Adapted from an interview by P2LIFE

Rick Colella

Rick Colella

Rick swam with his Masters team in the recent USMS Spring National Championships in Riverside, California.  He is an Olympic bronze medalist, known for his signature 200-meter breaststroke.  Rick competed in the 1972 and 1976 Olympics and now swims with a team in Washington State that trains to compete in Masters meets year-round.  He holds over 50 world records and was awarded the David Yorzyk Memorial Award* in 2008.

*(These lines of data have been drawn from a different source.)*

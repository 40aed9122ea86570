use crate::diagnostics::{Diagnostics, Silent};
use crate::{ImageReader, ProtectorVersion, SignatureTable};

/// Offset of the low fingerprint word inside a control header.
pub const MAGIC_LO_OFFSET: u64 = 0x900;
/// Offset of the high fingerprint word inside a control header.
pub const MAGIC_HI_OFFSET: u64 = 0x904;

static SILENT: Silent = Silent;

/// Matches the fingerprint pair of a candidate header against a signature table.
#[derive(Clone, Copy)]
pub struct VersionClassifier<'a> {
    table: &'a SignatureTable,
    diagnostics: &'a dyn Diagnostics,
}

impl<'a> VersionClassifier<'a> {
    pub fn new(table: &'a SignatureTable) -> Self {
        Self {
            table,
            diagnostics: &SILENT,
        }
    }

    pub fn with_diagnostics(table: &'a SignatureTable, diagnostics: &'a dyn Diagnostics) -> Self {
        Self { table, diagnostics }
    }

    pub fn table(&self) -> &'a SignatureTable {
        self.table
    }

    pub fn diagnostics(&self) -> &'a dyn Diagnostics {
        self.diagnostics
    }

    /// Classifies the header candidate starting at file offset `offset`.
    ///
    /// Any read failure is reported as `Unknown`.
    pub fn classify<R: ImageReader + ?Sized>(&self, image: &R, offset: u64) -> ProtectorVersion {
        let (Some(lo_at), Some(hi_at)) = (
            offset.checked_add(MAGIC_LO_OFFSET),
            offset.checked_add(MAGIC_HI_OFFSET),
        ) else {
            return ProtectorVersion::Unknown;
        };
        let (Ok(magic_lo), Ok(magic_hi)) = (image.read_u32(lo_at), image.read_u32(hi_at)) else {
            return ProtectorVersion::Unknown;
        };

        let version = self.table.lookup(magic_lo, magic_hi);
        if version.is_known() {
            self.diagnostics.emit(
                log::Level::Debug,
                format_args!(
                    "Header candidate at {offset:#x}: \
                     magic_lo={magic_lo:#010x} magic_hi={magic_hi:#010x} -> {version}"
                ),
            );
        }
        version
    }
}

impl std::fmt::Debug for VersionClassifier<'_> {
    fn fmt(&self, f: &mut std::fmt::Formatter<'_>) -> std::fmt::Result {
        f.debug_struct("VersionClassifier")
            .field("signatures", &self.table.len())
            .finish()
    }
}
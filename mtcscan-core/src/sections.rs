use goblin::pe::section_table::SectionTable;

/// Name of the PE resource section.
pub const RESOURCE_SECTION: &str = ".rsrc";

/// A PE section, reduced to what the header search and RVA resolution need.
#[derive(Debug, Clone, PartialEq, Eq)]
pub struct Section {
    pub name: String,
    pub virtual_address: u32,
    pub virtual_size: u32,
    pub file_offset: u32,
    pub raw_size: u32,
    pub characteristics: u32,
}

impl Section {
    pub fn new(
        name: impl Into<String>,
        virtual_address: u32,
        file_offset: u32,
        raw_size: u32,
    ) -> Self {
        Self {
            name: name.into(),
            virtual_address,
            virtual_size: raw_size,
            file_offset,
            raw_size,
            characteristics: 0,
        }
    }

    pub fn from_goblin(sh: &SectionTable) -> Self {
        // Long names ("/4") are resolved by goblin into `real_name`.
        let name = match (&sh.real_name, sh.name()) {
            (Some(real), _) => real.clone(),
            (None, Ok(n)) => n.to_string(),
            (None, Err(_)) => String::from_utf8_lossy(&sh.name)
                .trim_end_matches('\0')
                .to_string(),
        };

        Section {
            name,
            virtual_address: sh.virtual_address,
            virtual_size: sh.virtual_size,
            file_offset: sh.pointer_to_raw_data,
            raw_size: sh.size_of_raw_data,
            characteristics: sh.characteristics,
        }
    }

    /// True if `rva` falls inside the mapped extent of this section.
    ///
    /// The extent is the larger of the virtual and raw sizes, since packers
    /// routinely leave one of the two at zero.
    pub fn contains_rva(&self, rva: u32) -> bool {
        let extent = self.virtual_size.max(self.raw_size) as u64;
        let start = self.virtual_address as u64;
        let rva = rva as u64;
        rva >= start && rva < start + extent
    }

    /// File offsets at which a `window`-byte block fits entirely inside the
    /// section's raw data. Empty when the section is smaller than the window.
    pub fn window_offsets(&self, window: u32) -> std::ops::Range<u64> {
        let start = self.file_offset as u64;
        match (self.raw_size as u64).checked_sub(window as u64) {
            Some(slack) => start..start + slack + 1,
            None => start..start,
        }
    }
}
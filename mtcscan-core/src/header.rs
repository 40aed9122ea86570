use crate::key::ResolvedKey;
use crate::ProtectorVersion;
use byteorder::{ByteOrder, LE};

/// Size of the protector's control header.
pub const HEADER_SIZE: usize = 0x1000;

/// Offset of the scrambled key-block RVA, the last word of the header.
pub const KEY_RVA_OFFSET: usize = 0xFFC;

/// Reads the little-endian word at `offset` of `header` and XORs it with `key`.
pub fn rva_at(header: &[u8], offset: usize, key: u32) -> Option<u32> {
    let bytes = header.get(offset..offset.checked_add(4)?)?;
    Some(LE::read_u32(bytes) ^ key)
}

/// A located, classified control header together with its unlock key.
#[derive(Debug, Clone, PartialEq, Eq)]
pub struct ProtectedHeader {
    version: ProtectorVersion,
    offset: u64,
    raw: Box<[u8; HEADER_SIZE]>,
    key: ResolvedKey,
}

impl ProtectedHeader {
    pub(crate) fn new(
        version: ProtectorVersion,
        offset: u64,
        raw: Box<[u8; HEADER_SIZE]>,
        key: ResolvedKey,
    ) -> Self {
        Self {
            version,
            offset,
            raw,
            key,
        }
    }

    pub fn version(&self) -> ProtectorVersion {
        self.version
    }

    /// File offset where the header starts.
    pub fn header_offset(&self) -> u64 {
        self.offset
    }

    pub fn raw(&self) -> &[u8; HEADER_SIZE] {
        &self.raw
    }

    pub fn unlock_key(&self) -> u32 {
        self.key.key
    }

    /// False when the key is a best-effort V8 guess that failed the
    /// structural check.
    pub fn key_validated(&self) -> bool {
        self.key.validated
    }

    /// Raw (still scrambled) word at `offset`. `None` past the header end.
    pub fn read_u32(&self, offset: usize) -> Option<u32> {
        rva_at(&self.raw[..], offset, 0)
    }

    pub fn rva_at(&self, offset: usize, key: u32) -> Option<u32> {
        rva_at(&self.raw[..], offset, key)
    }

    /// Word at `offset` de-scrambled with the unlock key.
    pub fn descramble(&self, offset: usize) -> Option<u32> {
        self.rva_at(offset, self.key.key)
    }

    /// RVA of the protector's key block.
    pub fn key_rva(&self) -> u32 {
        // KEY_RVA_OFFSET + 4 == HEADER_SIZE
        LE::read_u32(&self.raw[KEY_RVA_OFFSET..]) ^ self.key.key
    }
}

#[cfg(test)]
mod tests {
    use super::*;

    fn header() -> ProtectedHeader {
        let mut raw = Box::new([0u8; HEADER_SIZE]);
        raw[0x10..0x14].copy_from_slice(&0x1234_5678u32.to_le_bytes());
        raw[KEY_RVA_OFFSET..].copy_from_slice(&(0x7000 ^ 0x18AB_A931u32).to_le_bytes());
        ProtectedHeader::new(
            ProtectorVersion::V8,
            0x400,
            raw,
            ResolvedKey {
                key: 0x18AB_A931,
                validated: true,
            },
        )
    }

    #[test]
    fn rva_at_is_xor_of_word() {
        let h = header();
        for key in [0u32, 1, 0x07AB_F931, 0xFFFF_FFFF] {
            let rva = h.rva_at(0x10, key).unwrap();
            assert_eq!(rva, 0x1234_5678 ^ key);
            assert_eq!(rva ^ key, h.read_u32(0x10).unwrap());
        }
    }

    #[test]
    fn key_rva_descrambles_last_word() {
        let h = header();
        assert_eq!(h.key_rva(), 0x7000);
        assert_eq!(h.descramble(KEY_RVA_OFFSET), Some(0x7000));
    }

    #[test]
    fn reads_past_end_are_none() {
        let h = header();
        assert_eq!(h.read_u32(0xFFD), None);
        assert_eq!(h.read_u32(usize::MAX), None);
        assert_eq!(rva_at(&[1, 2, 3], 0, 0), None);
    }
}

Rick started swimming when he was 8 years old on a small swim team in the summer, and then moved on to a year-round swim team.  He kept improving throughout high school, where he became involved with heavy duty training.  Heavy volume was the style of training, and it was an era when the volume just kept increasing.

After high school, Rick went to college at the University of Washington and participated at the NCAA level of swimming.  In his last year of college, he swam the 200-meter breaststroke at the 1972 Olympics but was disappointed when he placed 4th.  Then, in 1976, he won the bronze medal at the Olympics.

What made him go to the 1976 Olympics, rather than quit after the 1972 Olympics?  It was a desire to keep up with his sister, Lynn, who won a silver medal in the 1972 Olympics!

At that time, it was much harder to stay in the sport after college.  With no sponsors and no money, he had to live with his parents so he could swim.  Then, at age 24, he was one of the oldest people on the team.

Rick retired from swimming for about 10 years after winning the Bronze medal in the 1976 Olympics, but still occasionally swam Masters.  He was training only 1-2 hours a week and not swimming any meets.  Then he started swimming Masters again in 1990, at Lake Washington Masters, where he now trains once a day, 6 days a week.  The coach, Becca Watson, has the team doing heavy volume in fall and winter, then more quality and sprints in spring and summer.  The quality work has helped Rick tremendously in the past few years.


*The David Yorzyk Award was created in 1985 by Mani Sanguily in honor of David Yorzyk, a young swimmer who tragically lost his life in 1984 at the age of 19.  David Yorzyk was an up and coming swimmer whose expertise was the 400 IM.  His father, Bill Yorzyk, was well known for his butterfly mechanics and performance at the 1956 Olympics.

The award was presented annually to the swimmer who performed the most outstanding 400-yard individual medley at the Short Course National Championships.  This award was discontinued in 2010.